At some point I really need to get my physics up to speed. I have taught philosophy of science courses, ad my 'advanced layperson' science knowledge is OK, but I would not be competent to teach a more specialist philosophy of physics or philosophy of maths course, and that seems, to me, to be a lack that I need to rectify.

Posted by: nattarGcM ttaM | Link to this comment | 07-23-07 10:56 AM
62

59:

There are some good books and good writers about math; Ivars Peterson writes topical articles and has written some books. is a high-level overview of modern math, demanding reading, but doesn't call for prerequisites; originally a Britannica article, I think. Motivation is missing from most math books/ courses, which is frustrating.

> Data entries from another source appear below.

//! Redis-backed [`KvCache`] shared between processes.
//!
//! Values are stored JSON-encoded with `SETEX`. Reads use `EXISTS` then `GET`
//! as two round trips; a key deleted in between reads as a miss.
//!
//! Connections come from an r2d2 pool. A connection that sat idle for less
//! than [`LIVENESS_GRACE`] is handed out as-is, anything older is probed with
//! `PING` first and replaced when the probe fails.
//!
//! ```no_run
//! use std::sync::Arc;
//! use wxcore::{AppCredential, CredentialCache, RedisCache, RedisOptions};
//!
//! let store = Arc::new(RedisCache::open(&RedisOptions::new("redis://:secrets@127.0.0.1:6379/3"))?);
//! let credential = CredentialCache::new(Arc::new(AppCredential::new("wx1234567890", "app-secret")), store);
//! let token = credential.get_token()?;
//! # Ok::<(), wxcore::RestError>(())
//! ```

use crate::cache::KvCache;
use crate::error::{RestError, Result};
use r2d2::{ManageConnection, Pool};
use redis::ConnectionLike;
use serde::Deserialize;
use serde_json::Value;
use std::time::{Duration, Instant};
use tracing::{debug, info, warn};
use url::Url;

/// Idle time under which a pooled connection skips the liveness probe
pub const LIVENESS_GRACE: Duration = Duration::from_secs(60);

const DEFAULT_PORT: u16 = 6379;

/// Parts of a cache connection URL `scheme://[:password@]host:port[/db]`
#[derive(Debug, Clone, PartialEq, Eq)]
pub struct RedisUrl {
    /// URL scheme, e.g. `redis` or `rediss`
    pub scheme: String,
    /// `host:port`
    pub host: String,
    /// Password, empty when the URL carries none
    pub password: String,
    /// Database index, 0 when omitted
    pub db: i64,
}

impl RedisUrl {
    /// Parse a connection URL
    pub fn parse(raw: &str) -> Result<Self> {
        let url = Url::parse(raw).map_err(|e| RestError::InvalidCacheUrl(format!("{}: {}", raw, e)))?;

        let host = url
            .host_str()
            .filter(|h| !h.is_empty())
            .ok_or_else(|| RestError::InvalidCacheUrl(format!("{}: missing host", raw)))?;
        let host = format!("{}:{}", host, url.port().unwrap_or(DEFAULT_PORT));

        let password = match url.password() {
            Some(p) => urlencoding::decode(p)
                .map_err(|e| RestError::InvalidCacheUrl(format!("{}: {}", raw, e)))?
                .into_owned(),
            None => String::new(),
        };

        let db = match url.path().trim_matches('/') {
            "" => 0,
            segment => segment
                .parse::<i64>()
                .map_err(|_| RestError::InvalidCacheUrl(format!("{}: invalid db {:?}", raw, segment)))?,
        };

        Ok(RedisUrl {
            scheme: url.scheme().to_string(),
            host,
            password,
            db,
        })
    }
}

/// Connection and pool settings for [`RedisCache`]
#[derive(Debug, Clone, Deserialize)]
#[serde(default)]
pub struct RedisOptions {
    /// Connection URL
    pub url: String,
    /// Connections kept open while idle
    pub max_idle: u32,
    /// Upper bound on open connections
    pub max_active: u32,
    /// Idle connections above `max_idle` are closed after this many seconds, 0 keeps them
    pub idle_timeout_secs: u64,
    /// Dial timeout for a new connection
    pub connect_timeout_ms: u64,
    /// How long a caller waits to borrow a connection
    pub wait_timeout_ms: u64,
}

impl Default for RedisOptions {
    fn default() -> Self {
        RedisOptions {
            url: "redis://127.0.0.1:6379/0".to_string(),
            max_idle: 2,
            max_active: 10,
            idle_timeout_secs: 240,
            connect_timeout_ms: 1000,
            wait_timeout_ms: 1000,
        }
    }
}

impl RedisOptions {
    /// Options for `url` with default pool tuning
    pub fn new(url: impl Into<String>) -> Self {
        RedisOptions {
            url: url.into(),
            ..Default::default()
        }
    }
}

/// Pooled connection remembering when it was last used successfully
pub struct RedisConnection {
    conn: redis::Connection,
    last_used: Instant,
}

/// r2d2 manager dialing Redis connections
#[derive(Debug)]
pub struct RedisConnectionManager {
    client: redis::Client,
    connect_timeout: Duration,
}

impl ManageConnection for RedisConnectionManager {
    type Connection = RedisConnection;
    type Error = redis::RedisError;

    fn connect(&self) -> std::result::Result<RedisConnection, redis::RedisError> {
        let conn = self.client.get_connection_with_timeout(self.connect_timeout)?;
        Ok(RedisConnection {
            conn,
            last_used: Instant::now(),
        })
    }

    fn is_valid(&self, conn: &mut RedisConnection) -> std::result::Result<(), redis::RedisError> {
        if conn.last_used.elapsed() < LIVENESS_GRACE {
            return Ok(());
        }
        redis::cmd("PING").query::<()>(&mut conn.conn)?;
        conn.last_used = Instant::now();
        Ok(())
    }

    fn has_broken(&self, conn: &mut RedisConnection) -> bool {
        !conn.conn.is_open()
    }
}

#[derive(Debug)]
struct TracingErrorHandler;

impl r2d2::HandleError<redis::RedisError> for TracingErrorHandler {
    fn handle_error(&self, error: redis::RedisError) {
        warn!(error = %error, "redis pool connection error");
    }
}

/// Redis-backed cache
pub struct RedisCache {
    pool: Pool<RedisConnectionManager>,
    target: RedisUrl,
}

impl RedisCache {
    /// Build a cache from options.
    ///
    /// The pool is created without dialing, so an unreachable server does not
    /// fail construction; it shows up as misses and write errors instead.
    pub fn open(options: &RedisOptions) -> Result<Self> {
        let target = RedisUrl::parse(&options.url)?;
        let client = redis::Client::open(options.url.as_str())
            .map_err(|e| RestError::InvalidCacheUrl(format!("{}: {}", options.url, e)))?;

        let manager = RedisConnectionManager {
            client,
            connect_timeout: Duration::from_millis(options.connect_timeout_ms.max(1)),
        };

        let max_size = options.max_active.max(1);
        let idle_timeout = match options.idle_timeout_secs {
            0 => None,
            secs => Some(Duration::from_secs(secs)),
        };

        let pool = Pool::builder()
            .max_size(max_size)
            .min_idle(Some(options.max_idle.min(max_size)))
            .idle_timeout(idle_timeout)
            .connection_timeout(Duration::from_millis(options.wait_timeout_ms.max(1)))
            .test_on_check_out(true)
            .error_handler(Box::new(TracingErrorHandler))
            .build_unchecked(manager);

        info!(host = %target.host, db = target.db, max_active = max_size, "redis cache pool created");

        Ok(RedisCache { pool, target })
    }

    /// Parsed connection target
    pub fn target(&self) -> &RedisUrl {
        &self.target
    }

    /// Open and idle connection counts
    pub fn pool_state(&self) -> (u32, u32) {
        let state = self.pool.state();
        (state.connections, state.idle_connections)
    }

    fn with_conn<T, F>(&self, op: F) -> Result<T>
    where
        F: FnOnce(&mut redis::Connection) -> redis::RedisResult<T>,
    {
        let mut pooled = self.pool.get()?;
        let result = op(&mut pooled.conn)?;
        pooled.last_used = Instant::now();
        Ok(result)
    }
}

impl KvCache for RedisCache {
    fn get(&self, key: &str) -> Option<Value> {
        let raw = self.with_conn(|conn| {
            let exists: bool = redis::cmd("EXISTS").arg(key).query(conn)?;
            if !exists {
                return Ok(None);
            }
            redis::cmd("GET").arg(key).query::<Option<String>>(conn)
        });

        let raw = match raw {
            Ok(Some(raw)) => raw,
            Ok(None) => {
                debug!(key, "redis cache miss");
                return None;
            }
            Err(e) => {
                warn!(key, error = %e, "redis cache read failed, treating as miss");
                return None;
            }
        };

        match serde_json::from_str(&raw) {
            Ok(value) => Some(value),
            Err(e) => {
                warn!(key, error = %e, "redis cache value is not JSON, treating as miss");
                None
            }
        }
    }

    fn set(&self, key: &str, value: Value, ttl: Duration) -> Result<()> {
        let encoded = serde_json::to_string(&value)?;
        let seconds = ttl.as_secs().max(1);
        self.with_conn(|conn| {
            redis::cmd("SETEX")
                .arg(key)
                .arg(seconds)
                .arg(encoded)
                .query::<()>(conn)
        })
    }

    fn exists(&self, key: &str) -> bool {
        match self.with_conn(|conn| redis::cmd("EXISTS").arg(key).query::<bool>(conn)) {
            Ok(exists) => exists,
            Err(e) => {
                warn!(key, error = %e, "redis cache exists check failed, treating as miss");
                false
            }
        }
    }

    fn delete(&self, key: &str) -> Result<()> {
        self.with_conn(|conn| redis::cmd("DEL").arg(key).query::<i64>(conn))
            .map(|_| ())
    }
}

#[cfg(test)]
mod tests {
    use super::*;

    #[test]
    fn test_parse_url_with_db() {
        let url = RedisUrl::parse("redis://127.0.0.1:6379/0").unwrap();
        assert_eq!(url.db, 0);
        assert_eq!(url.host, "127.0.0.1:6379");
        assert_eq!(url.password, "");
    }

    #[test]
    fn test_parse_url_with_password() {
        let url = RedisUrl::parse("redis://:secrets@127.0.0.1:6379/3").unwrap();
        assert_eq!(url.db, 3);
        assert_eq!(url.host, "127.0.0.1:6379");
        assert_eq!(url.password, "secrets");
    }

    #[test]
    fn test_parse_url_without_db() {
        let url = RedisUrl::parse("redis://a.com:12345").unwrap();
        assert_eq!(url.db, 0);
        assert_eq!(url.host, "a.com:12345");
        assert_eq!(url.password, "");
        assert_eq!(url.scheme, "redis");
    }

    #[test]
    fn test_parse_url_trailing_slash_and_encoded_password() {
        let url = RedisUrl::parse("rediss://:p%40ss@cache.internal:6380/").unwrap();
        assert_eq!(url.scheme, "rediss");
        assert_eq!(url.db, 0);
        assert_eq!(url.host, "cache.internal:6380");
        assert_eq!(url.password, "p@ss");
    }

    #[test]
    fn test_parse_url_default_port() {
        let url = RedisUrl::parse("redis://cache.internal/2").unwrap();
        assert_eq!(url.host, "cache.internal:6379");
        assert_eq!(url.db, 2);
    }

    #[test]
    fn test_parse_url_errors() {
        assert!(matches!(RedisUrl::parse("not a url"), Err(RestError::InvalidCacheUrl(_))));
        assert!(matches!(
            RedisUrl::parse("redis://127.0.0.1:6379/db1"),
            Err(RestError::InvalidCacheUrl(_))
        ));
    }

    #[test]
    fn test_options_deserialize_with_defaults() {
        let options: RedisOptions =
            serde_json::from_str(r#"{"url": "redis://a.com:12345", "max_active": 32}"#).unwrap();
        assert_eq!(options.url, "redis://a.com:12345");
        assert_eq!(options.max_active, 32);
        assert_eq!(options.max_idle, 2);
        assert_eq!(options.idle_timeout_secs, 240);
    }
}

Posted by: lw | Link to this comment | 07-23-07 10:59 AM
63

In my (limited) experience, lay science literature is in better shape than lay mathematics is. I'm not exactly sure why this is, but the popular interest in, say, physics books seems to be healthy, so that might explain some of it.

I think one of the important issues that BG is alluding to is that there are several areas of maths that a decent, basic, working knowledge of would benefit most people. It's nigh impossible to get them all in one place, and few people outside the discipline are going to take the time involved to get it out of a half dozen courses or more....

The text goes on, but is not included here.